There were seven pictures in the full series, but the last remained in Titian’s studio until his death: his late masterpiece The Death of Actaeon (1559-75), today in the National Gallery in London. The remaining six, all of which were delivered from 1553 onwards, but have been scattered since the 18th century, are at last reunited for a remarkable exhibition at the National Gallery in London (for those of us unable to visit in person, the gallery’s online hub for this exhibition is well worthwhile).
The first work in the series was a new version of a picture originally painted around 1544-46 and now in the Museum of Capodimonte in Naples: Danae and the Shower of Gold (1551-53). The subject is the conception of the hero Perseus: Danae’s father, warned by the oracle that a son born to his daughter would cause his death, locked her away in a tower. But Zeus, or Jupiter in Latin, was enamoured by the girl and impregnated her in a shower of gold – pluvio auro as Ovid writes in his Metamorphoses, which became the mythological handbook of modern artists.
The Naples version has a Cupid on the right; this one almost exactly reproduces the figure of Danae, with her attitude of wonder and surrender, but replaces Cupid with an old woman reaching out her apron to collect the gold. As it happens, this second picture was given by the king of Spain to the Duke of Wellington in gratitude for his help in the fight against Napoleon, but was replaced with the third version, also with an old woman, that today hangs in the Prado in Madrid.
The second picture in the series, and the only one still held by the Prado, was also the reproduction of a work originally painted possibly 20 years earlier: Venus and Adonis, in which the awkward but strangely memorable twist of Venus’s body is borrowed from a small antique relief known as the Letto di Policleto that once belonged to Lorenzo Ghiberti.

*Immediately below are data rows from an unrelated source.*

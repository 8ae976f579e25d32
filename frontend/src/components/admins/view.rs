use num_format::{Locale, ToFormattedString};
use web_sys::HtmlInputElement;
use yew::html::Scope;
use yew::prelude::*;

use common::model::admin::AdminAccount;
use common::model::api_key::ApiKey;

use super::messages::Msg;
use super::state::{confirmation_matches, AdminsPage};
use crate::tops_sheet::TopSheet;

pub fn view(page: &AdminsPage, ctx: &Context<AdminsPage>) -> Html {
    let link = ctx.link();
    html! {
        <div class="admins-page">
            <h2>{ "Admins & API keys" }</h2>
            {
                if page.loading {
                    html! { <p class="loading">{ "Loading…" }</p> }
                } else {
                    html! {
                        <>
                            { build_admins_section(page, link) }
                            { build_keys_section(page, link) }
                        </>
                    }
                }
            }
            { build_secret_sheet(page, link) }
            { build_confirm_sheet(page, link) }
        </div>
    }
}

fn build_admins_section(page: &AdminsPage, link: &Scope<AdminsPage>) -> Html {
    html! {
        <section class="admins-section">
            <h3>{ "Admin accounts" }</h3>
            <table>
                <thead>
                    <tr>
                        <th>{ "Email" }</th>
                        <th>{ "Name" }</th>
                        <th>{ "Role" }</th>
                        <th>{ "Active" }</th>
                        <th>{ "Last login" }</th>
                        <th></th>
                    </tr>
                </thead>
                <tbody>
                    { page.admins.iter().map(|admin| build_admin_row(page, admin, link)).collect::<Html>() }
                </tbody>
            </table>
            <div class="create-admin-row">
                <input
                    placeholder="email@example.org"
                    value={page.new_email.clone()}
                    oninput={link.callback(|e: InputEvent| {
                        Msg::NewEmail(e.target_unchecked_into::<HtmlInputElement>().value())
                    })}
                />
                <input
                    placeholder="Full name"
                    value={page.new_name.clone()}
                    oninput={link.callback(|e: InputEvent| {
                        Msg::NewName(e.target_unchecked_into::<HtmlInputElement>().value())
                    })}
                />
                <label class="checkbox">
                    <input
                        type="checkbox"
                        checked={page.new_super}
                        onchange={link.callback(|_| Msg::ToggleNewSuper)}
                    />
                    { "Super admin" }
                </label>
                <button disabled={page.creating_admin} onclick={link.callback(|_| Msg::CreateAdmin)}>
                    { if page.creating_admin { "Creating…" } else { "Add admin" } }
                </button>
            </div>
        </section>
    }
}

fn build_admin_row(page: &AdminsPage, admin: &AdminAccount, link: &Scope<AdminsPage>) -> Html {
    let id = admin.id;
    let busy = page.admin_in_flight.contains(&id);
    let is_self = id == page.session.admin_id;
    let make_super = !admin.is_super_admin;
    let last_login = admin
        .last_login_at
        .map(|at| at.format("%Y-%m-%d %H:%M").to_string())
        .unwrap_or_else(|| "never".into());
    html! {
        <tr key={id.to_string()}>
            <td>
                { &admin.email }
                { if is_self { html! { <span class="you-marker">{ " (you)" }</span> } } else { html! {} } }
            </td>
            <td>{ &admin.name }</td>
            <td>{ if admin.is_super_admin { "super admin" } else { "admin" } }</td>
            <td>{ if admin.is_active { "yes" } else { "no" } }</td>
            <td>{ last_login }</td>
            <td>
                <button
                    disabled={busy}
                    onclick={link.callback(move |_| Msg::ToggleAdminActive(id))}
                >
                    { if admin.is_active { "Deactivate" } else { "Activate" } }
                </button>
                <button
                    disabled={busy || (is_self && !make_super)}
                    onclick={link.callback(move |_| Msg::RequestRoleChange(id, make_super))}
                >
                    { if make_super { "Make super admin" } else { "Revoke super admin" } }
                </button>
                <button
                    class="danger"
                    disabled={busy || is_self}
                    onclick={link.callback(move |_| Msg::RequestDeleteAdmin(id))}
                >
                    { "Delete" }
                </button>
            </td>
        </tr>
    }
}

fn build_keys_section(page: &AdminsPage, link: &Scope<AdminsPage>) -> Html {
    html! {
        <section class="keys-section">
            <h3>{ "API keys" }</h3>
            <table>
                <thead>
                    <tr>
                        <th>{ "Name" }</th>
                        <th>{ "Key" }</th>
                        <th>{ "Scopes" }</th>
                        <th>{ "Usage" }</th>
                        <th>{ "Active" }</th>
                        <th></th>
                    </tr>
                </thead>
                <tbody>
                    { page.api_keys.iter().map(|key| build_key_row(page, key, link)).collect::<Html>() }
                </tbody>
            </table>
            <div class="create-key-row">
                <input
                    placeholder="Key name"
                    value={page.new_key_name.clone()}
                    oninput={link.callback(|e: InputEvent| {
                        Msg::NewKeyName(e.target_unchecked_into::<HtmlInputElement>().value())
                    })}
                />
                <label class="checkbox">
                    <input
                        type="checkbox"
                        checked={page.scope_upload}
                        onchange={link.callback(|_| Msg::ToggleScopeUpload)}
                    />
                    { "upload" }
                </label>
                <label class="checkbox">
                    <input
                        type="checkbox"
                        checked={page.scope_download}
                        onchange={link.callback(|_| Msg::ToggleScopeDownload)}
                    />
                    { "download" }
                </label>
                <button disabled={page.creating_key} onclick={link.callback(|_| Msg::CreateKey)}>
                    { if page.creating_key { "Creating…" } else { "Create key" } }
                </button>
            </div>
        </section>
    }
}

fn build_key_row(page: &AdminsPage, key: &ApiKey, link: &Scope<AdminsPage>) -> Html {
    let id = key.id;
    let busy = page.key_in_flight.contains(&id);
    let scopes = key
        .scopes
        .iter()
        .map(|scope| scope.as_str())
        .collect::<Vec<_>>()
        .join(", ");
    html! {
        <tr key={id.to_string()}>
            <td>{ &key.name }</td>
            // Only the prefix is ever shown after creation.
            <td class="key-prefix">{ format!("{}…", key.key_prefix) }</td>
            <td>{ scopes }</td>
            <td>{ key.usage_count.to_formatted_string(&Locale::en) }</td>
            <td>{ if key.is_active { "yes" } else { "no" } }</td>
            <td>
                <button
                    disabled={busy}
                    onclick={link.callback(move |_| Msg::ToggleKeyActive(id))}
                >
                    { if key.is_active { "Deactivate" } else { "Activate" } }
                </button>
                <button
                    class="danger"
                    disabled={busy}
                    onclick={link.callback(move |_| Msg::RequestDeleteKey(id))}
                >
                    { "Delete" }
                </button>
            </td>
        </tr>
    }
}

fn build_secret_sheet(page: &AdminsPage, link: &Scope<AdminsPage>) -> Html {
    html! {
        <TopSheet
            title={"API key created"}
            node_ref={page.secret_sheet_ref.clone()}
        >
            {
                match &page.created_key {
                    Some(created) => html! {
                        <>
                            <p>
                                { "Store this key now. It cannot be shown again; \
                                   only the prefix will remain visible." }
                            </p>
                            <code class="plaintext-key">{ &created.plaintext_key }</code>
                            <div class="sheet-actions">
                                <button onclick={link.callback(|_| Msg::CopySecret)}>{ "Copy" }</button>
                                <button class="primary" onclick={link.callback(|_| Msg::AcknowledgeSecret)}>
                                    { "I stored the key" }
                                </button>
                            </div>
                        </>
                    },
                    None => html! {},
                }
            }
        </TopSheet>
    }
}

fn build_confirm_sheet(page: &AdminsPage, link: &Scope<AdminsPage>) -> Html {
    let armed = page
        .confirm
        .as_ref()
        .is_some_and(|action| confirmation_matches(action, &page.typed_confirmation));
    html! {
        <TopSheet
            title={"Confirm action"}
            node_ref={page.confirm_sheet_ref.clone()}
            on_close={link.callback(|_| Msg::CancelConfirm)}
        >
            {
                match &page.confirm {
                    Some(action) => html! {
                        <>
                            <p>{ action.describe() }</p>
                            <p class="confirm-hint">
                                { format!("Type \"{}\" to confirm.", action.expected_confirmation()) }
                            </p>
                            <input
                                value={page.typed_confirmation.clone()}
                                oninput={link.callback(|e: InputEvent| {
                                    Msg::TypedConfirmation(e.target_unchecked_into::<HtmlInputElement>().value())
                                })}
                            />
                            <div class="sheet-actions">
                                <button onclick={link.callback(|_| Msg::CancelConfirm)}>{ "Cancel" }</button>
                                <button
                                    class="danger"
                                    disabled={!armed}
                                    onclick={link.callback(|_| Msg::Confirm)}
                                >
                                    { "Confirm" }
                                </button>
                            </div>
                        </>
                    },
                    None => html! {},
                }
            }
        </TopSheet>
    }
}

The twist is motivated by the subject, for Venus is trying to stop her lover Adonis from going off to a hunt in which he will be fatally wounded by a boar. Her lament over the dying boy was imagined by the Hellenistic poet Bion, but it has deeper mystical echoes as well, for Adonis was originally a Semitic divinity, a consort of the eastern earth mother who played an important role in fertility ceremonies.
Each of these first two paintings can serve as an example of the layered and subtle way that classical mythology was interpreted in Renaissance art. At the most obvious level, it offered a collection of romantic and erotic subjects that resonated with humanistic concerns, an alternative or supplement to the scriptural subjects that dominated much artistic production.
But mythology also carried philosophical and even occult or hermetic meanings, particularly as it was interpreted by the Neoplatonic tradition. In this perspective, Zeus’s desire for a mortal girl could be a symbol of the love that draws the divine to unite itself with the human spirit. Titian’s own late and apparently brutal painting of Apollo flaying Marsyas alive could conceal a mystical insight into the way the divine can possess our soul and as Dante already suggests, free us from the prison of the flesh.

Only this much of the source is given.